Sekarang, jika persahabatan dengan sumber kekuasaan duniawi yang terbatas kekuatannya dapat memberikan begitu banyak keuntungan kepada seseorang, maka bagaimana persahabatan dengan Allah? Bagaimana dunia tidak akan takluk pada manusia yang demikian, yang bersahabat dengan Allah. Dengan mengikuti agama yang benar secara benar memungkinkan seseorang untuk menang atas dunia seluruhnya. Para sahabat Nabi saw memperoleh itu semua berupa keduniaan melalui Nabi saw, bukan dengan cara mengikuti sarana-sarana materi, melainkan dengan mengikuti agama. Tapi keyakinan (iman) sempurna diperlukan untuk ini, keyakinan yang menarik ridha (kesenangan) Allah.
Jika seseorang telah mempunyai keyakinan sempurna, ia tidak akan pernah bisa meninggalkan moral yang tinggi (akhlak fadhilah). Jika dia mengusahakan penerapan semua aspek moral dan mempraktekkan semuanya, maka dia akan meraih kejujuran, kebenaran, kepercayaan, kesalehan dan kesucian. Dan ini tentu akan membuat dirinya memperoleh pengetahuan, keterampilan, kesadaran, kemampuan serta ketekunan, dan ia akan mencapai kesuksesan duniawi juga. Seorang mu-min hendaknya harus paling banyak fokus pada hubungan rohani. Tidak seperti orang-orang yang berucap bahwa hanya pernyataan lisan saja sudah cukup. Kecintaan kepada Tuhan tidak hanya bisa dengan lisan saja, melainkan dengan hati dan jika telah demikian, maka manusia dapat memperoleh segala sesuatunya.[9]
Manusia tidak akan mendapat anugerah karunia hingga dia mencapai puncak (keunggulan/keistimewaan) dan kesempurnaan pada sesuatu hal yang ia kerjakan. Seseorang juga hanya dapat meraih manfaat dalam hal agama terkecuali dengan kesempurnaan dan pencapaian puncak keunggulan. Maka dari itu, seseorang harus berusaha untuk itu.

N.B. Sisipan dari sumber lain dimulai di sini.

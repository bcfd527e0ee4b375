//! Peer-to-peer message schema
//!
//! One JSON-encoded message per WebSocket text frame. The schema is
//! transport-agnostic: anything that delivers whole frames in order per
//! connection can carry it.

use serde::{Deserialize, Serialize};
use serde_json::Value;
use std::collections::HashMap;

use super::node::NodeId;

/// Messages exchanged between cluster nodes
#[derive(Debug, Clone, PartialEq, Serialize, Deserialize)]
#[serde(tag = "type", rename_all = "snake_case")]
pub enum PeerMessage {
    /// Periodic liveness signal
    Heartbeat { from: NodeId, timestamp: i64 },

    /// A put forwarded from a non-owner to the key's primary
    Put { key: String, value: Value },

    /// A write pushed from a primary to its secondary, fire-and-forget
    Replicate {
        key: String,
        value: Value,
        from_peer: NodeId,
    },

    /// A delete pushed from a primary to its secondary
    ReplicateDelete { key: String, from_peer: NodeId },

    /// A get forwarded to a node believed to own the key
    Get { key: String },

    /// Reply to a forwarded get; `value` is `None` when absent
    Value {
        key: String,
        value: Option<Value>,
    },

    /// Delete broadcast to every connected peer. `is_broadcast` marks
    /// relayed copies so receivers never re-broadcast (depth exactly 1).
    Delete { key: String, is_broadcast: bool },

    /// Ask a peer for its full store
    RequestSnapshot { requester: NodeId, timestamp: i64 },

    /// Full-store transfer used for reconciliation after (re)connect
    Snapshot {
        to: NodeId,
        from: NodeId,
        data: HashMap<String, Value>,
        timestamp: i64,
    },
}

impl PeerMessage {
    /// Short name for logging
    pub fn kind(&self) -> &'static str {
        match self {
            PeerMessage::Heartbeat { .. } => "heartbeat",
            PeerMessage::Put { .. } => "put",
            PeerMessage::Replicate { .. } => "replicate",
            PeerMessage::ReplicateDelete { .. } => "replicate_delete",
            PeerMessage::Get { .. } => "get",
            PeerMessage::Value { .. } => "value",
            PeerMessage::Delete { .. } => "delete",
            PeerMessage::RequestSnapshot { .. } => "request_snapshot",
            PeerMessage::Snapshot { .. } => "snapshot",
        }
    }
}
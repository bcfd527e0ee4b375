//! Rafiq Cluster - the node coordination engine
//!
//! # Architecture
//!
//! ```text
//! ┌──────────────────────────────────────────────────────────────┐
//! │                      Coordinator (one task)                  │
//! ├──────────────────────────────────────────────────────────────┤
//! │                                                              │
//! │  ┌────────────┐  ┌────────────┐  ┌────────────────────────┐  │
//! │  │ Partitioner│  │ Membership │  │  Replication Engine    │  │
//! │  │            │  │  Monitor   │  │                        │  │
//! │  │ key → pair │  │ heartbeats │  │  put / get / delete    │  │
//! │  └────────────┘  └────────────┘  └────────────────────────┘  │
//! │                                                              │
//! │  ┌────────────────────┐  ┌────────────────────────────────┐  │
//! │  │ Snapshot           │  │  Peer Link Manager             │  │
//! │  │ Coordinator        │  │  one outbound link per peer    │  │
//! │  └────────────────────┘  └────────────────────────────────┘  │
//! │                                                              │
//! └──────────────────────────────────────────────────────────────┘
//! ```
//!
//! Every node runs one coordinator task that owns all mutable node
//! state and consumes a single event channel. Peer links, client
//! connections and timers all post into that channel, so handlers run
//! to completion with no locking; concurrency exists only across
//! nodes. Peer liveness views are strictly local and may disagree
//! transiently between nodes, which is the documented consistency
//! model: last writer wins, no conflict detection.

pub mod coordinator;
pub mod engine;
pub mod error;
pub mod event;
pub mod link;
pub mod membership;
pub mod partition;
pub mod snapshot;

pub use coordinator::Coordinator;
pub use error::{ClusterError, ClusterResult};
pub use event::{ClientHandle, NodeEvent, ReplySink};
pub use link::PeerLinks;
pub use membership::{MembershipEvent, MembershipMonitor};
pub use partition::{assign, key_hash};
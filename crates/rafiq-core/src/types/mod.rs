//! Shared types used across the system

pub mod client;
pub mod message;
pub mod node;

pub use client::{ClientEvent, ClientRequest};
pub use message::PeerMessage;
pub use node::{now_ms, Member, NodeId};
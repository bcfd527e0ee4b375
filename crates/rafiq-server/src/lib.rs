//! Node server for Rafiq
//!
//! Hosts the WebSocket endpoints peers and clients dial, runs the
//! outbound peer dialer, and wires everything into the coordinator's
//! event channel. The coordination engine itself never sees a socket:
//! this crate turns connections into events and link channels.

pub mod dialer;
pub mod server;
pub mod ws;

pub use server::NodeServer;
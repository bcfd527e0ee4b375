//! The per-node coordinator
//!
//! Owns every piece of mutable node state (store, membership, links,
//! pending snapshot and get bookkeeping) and consumes the single
//! event channel. One coordinator task per node; handlers run to
//! completion, so none of the state needs locking.

use std::collections::{HashMap, HashSet};
use std::time::Duration;

use rafiq_core::types::{now_ms, ClientEvent, ClientRequest, NodeId, PeerMessage};
use rafiq_core::RafiqConfig;
use rafiq_store::LocalStore;
use tokio::sync::broadcast;
use tokio::sync::mpsc::UnboundedSender;
use tracing::{debug, info, warn};

use crate::engine::PendingGet;
use crate::event::{ClientHandle, NodeEvent, ReplySink};
use crate::link::PeerLinks;
use crate::membership::{MembershipEvent, MembershipMonitor};

/// Capacity of the client notification fan-out channel
const NOTIFY_CAPACITY: usize = 256;

pub struct Coordinator {
    pub(crate) node_id: NodeId,
    /// Configured member ids in canonical order
    pub(crate) member_ids: Vec<NodeId>,
    pub(crate) tuning: rafiq_core::config::ClusterConfig,
    pub(crate) store: LocalStore,
    pub(crate) membership: MembershipMonitor,
    pub(crate) links: PeerLinks,
    /// Peers owed a snapshot the moment they connect
    pub(crate) pending_snapshot_sends: HashSet<NodeId>,
    /// Peers we still want a snapshot from, retried on their connect
    pub(crate) pending_snapshot_requests: HashSet<NodeId>,
    /// In-flight forwarded gets, keyed by the key being fetched
    pub(crate) pending_gets: HashMap<String, PendingGet>,
    pub(crate) get_seq: u64,
    /// Posts timer events back into our own channel
    pub(crate) events_tx: UnboundedSender<NodeEvent>,
    notifications: broadcast::Sender<ClientEvent>,
}

impl Coordinator {
    pub fn new(
        config: &RafiqConfig,
        store: LocalStore,
        events_tx: UnboundedSender<NodeEvent>,
    ) -> Self {
        let peers: Vec<NodeId> = config.peers().into_iter().map(|m| m.id).collect();
        let (notifications, _) = broadcast::channel(NOTIFY_CAPACITY);

        Self {
            node_id: config.node_id.clone(),
            member_ids: config.member_ids(),
            tuning: config.cluster.clone(),
            store,
            membership: MembershipMonitor::new(peers, config.cluster.heartbeat_timeout_ms),
            links: PeerLinks::new(),
            pending_snapshot_sends: HashSet::new(),
            pending_snapshot_requests: HashSet::new(),
            pending_gets: HashMap::new(),
            get_seq: 0,
            events_tx,
            notifications,
        }
    }

    pub fn node_id(&self) -> &str {
        &self.node_id
    }

    pub fn store(&self) -> &LocalStore {
        &self.store
    }

    /// Whether this node currently considers `peer` failed.
    pub fn is_peer_failed(&self, peer: &str) -> bool {
        self.membership.is_failed(peer)
    }

    /// Subscribe to store-change notifications (client fan-out).
    pub fn subscribe(&self) -> broadcast::Receiver<ClientEvent> {
        self.notifications.subscribe()
    }

    /// Handle for creating subscriptions after the coordinator task has
    /// taken ownership of `self`.
    pub fn notifier(&self) -> broadcast::Sender<ClientEvent> {
        self.notifications.clone()
    }

    /// Consume events until the channel closes.
    pub async fn run(mut self, mut events: tokio::sync::mpsc::UnboundedReceiver<NodeEvent>) {
        info!("[{}] Coordinator running", self.node_id);
        while let Some(event) = events.recv().await {
            self.dispatch(event);
        }
        info!("[{}] Coordinator stopped", self.node_id);
    }

    /// Handle one event to completion.
    pub fn dispatch(&mut self, event: NodeEvent) {
        match event {
            NodeEvent::PeerConnected { peer, link } => self.handle_peer_connected(peer, link),
            NodeEvent::PeerDisconnected { peer } => {
                info!("[{}] Peer disconnected: {}", self.node_id, peer);
                self.links.detach(&peer);
            }
            NodeEvent::PeerInbound { msg, reply } => self.handle_peer_message(msg, reply),
            NodeEvent::ClientConnected { client } => {
                debug!("[{}] Client {} connected", self.node_id, client.id);
                client.send(ClientEvent::Store {
                    data: self.store.dump(),
                });
            }
            NodeEvent::ClientRequest { client, request } => {
                self.handle_client_request(client, request)
            }
            NodeEvent::SendHeartbeats => self.send_heartbeats(),
            NodeEvent::CheckLiveness => self.check_liveness(),
            NodeEvent::RequestSnapshots => self.request_snapshots(),
            NodeEvent::GetStagger { key, seq } => self.handle_get_stagger(&key, seq),
            NodeEvent::GetTimeout { key, seq } => self.handle_get_timeout(&key, seq),
        }
    }

    fn handle_peer_connected(&mut self, peer: NodeId, link: UnboundedSender<PeerMessage>) {
        info!("[{}] Peer connected: {}", self.node_id, peer);
        self.links.attach(peer.clone(), link);

        // Drain the snapshot pending set for this peer, both directions
        if self.pending_snapshot_sends.remove(&peer) {
            self.send_snapshot_to(&peer);
        }
        if self.pending_snapshot_requests.contains(&peer) {
            self.request_snapshot_from(&peer);
        }
    }

    fn handle_peer_message(&mut self, msg: PeerMessage, reply: ReplySink) {
        match msg {
            PeerMessage::Heartbeat { from, timestamp } => {
                self.membership.record_heartbeat(&from, timestamp);
            }
            PeerMessage::Put { key, value } => {
                // A forward from a non-owner. Failure is logged, never
                // bounced back to the forwarder.
                if let Err(e) = self.handle_put(key, value) {
                    warn!("[{}] Forwarded put rejected: {}", self.node_id, e);
                }
            }
            PeerMessage::Replicate {
                key,
                value,
                from_peer,
            } => self.handle_replicate(key, value, &from_peer),
            PeerMessage::ReplicateDelete { key, from_peer } => {
                self.handle_replicate_delete(&key, &from_peer)
            }
            PeerMessage::Get { key } => self.handle_get(key, crate::engine::GetWaiter::Peer(reply)),
            PeerMessage::Value { key, value } => self.handle_value(&key, value),
            PeerMessage::Delete { key, is_broadcast } => self.handle_delete(&key, is_broadcast),
            PeerMessage::RequestSnapshot { requester, .. } => {
                self.handle_request_snapshot(&requester)
            }
            PeerMessage::Snapshot { to, from, data, .. } => self.handle_snapshot(&to, &from, data),
        }
    }

    fn handle_client_request(&mut self, client: ClientHandle, request: ClientRequest) {
        match request {
            ClientRequest::Put { key, value } => {
                if let Err(e) = self.handle_put(key, value) {
                    client.send(ClientEvent::Rejected {
                        reason: e.to_string(),
                    });
                }
            }
            ClientRequest::Get { key } => {
                self.handle_get(key, crate::engine::GetWaiter::Client(client))
            }
            ClientRequest::Delete { key } => self.handle_delete(&key, false),
        }
    }

    /// Emit heartbeats to every connected peer.
    fn send_heartbeats(&mut self) {
        let timestamp = now_ms();
        for peer in self.links.connected() {
            self.links.send(
                &peer,
                PeerMessage::Heartbeat {
                    from: self.node_id.clone(),
                    timestamp,
                },
            );
        }
    }

    /// Run the liveness check and log transitions. Failure and recovery
    /// have no other side effect here: they change the live view the
    /// partitioner sees, and reconciliation happens lazily through
    /// per-key routing and snapshots.
    fn check_liveness(&mut self) {
        for event in self.membership.check(now_ms()) {
            match event {
                MembershipEvent::Failed(peer) => {
                    warn!("[{}] Node failed: {}", self.node_id, peer);
                }
                MembershipEvent::Recovered(peer) => {
                    info!("[{}] Node recovered: {}", self.node_id, peer);
                }
            }
        }
    }

    /// Configured member order filtered by the current liveness view.
    pub(crate) fn live_view(&self) -> Vec<NodeId> {
        self.membership.live_view(&self.member_ids)
    }

    /// Broadcast a store-change notification to local subscribers.
    pub(crate) fn notify(&self, event: ClientEvent) {
        // No subscribers is fine
        let _ = self.notifications.send(event);
    }

    /// Post `event` back into our own channel after `delay`.
    pub(crate) fn schedule(&self, delay: Duration, event: NodeEvent) {
        let tx = self.events_tx.clone();
        tokio::spawn(async move {
            tokio::time::sleep(delay).await;
            let _ = tx.send(event);
        });
    }
}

Hadhrat Masih Mau’ud as biasa bersabda, “Orang-orang yang mendapatkan keuntungan dariku hanyalah mereka yang memiliki asosiasi (ikatan) yang kuat dan erat denganku; baik mereka yang sangat menentang, seperti Maulawi Tsana Ullah Sahib dan mereka lainnya yang menjadi terkenal terutama karena sempurna dalam menentangku, atau mereka yang benar-benar tulus dan sempurna dalam mengikuti dan menaatiku. Asosiasi lemah (hubungan yang lemah denganku) tidak menguntungkan sama sekali.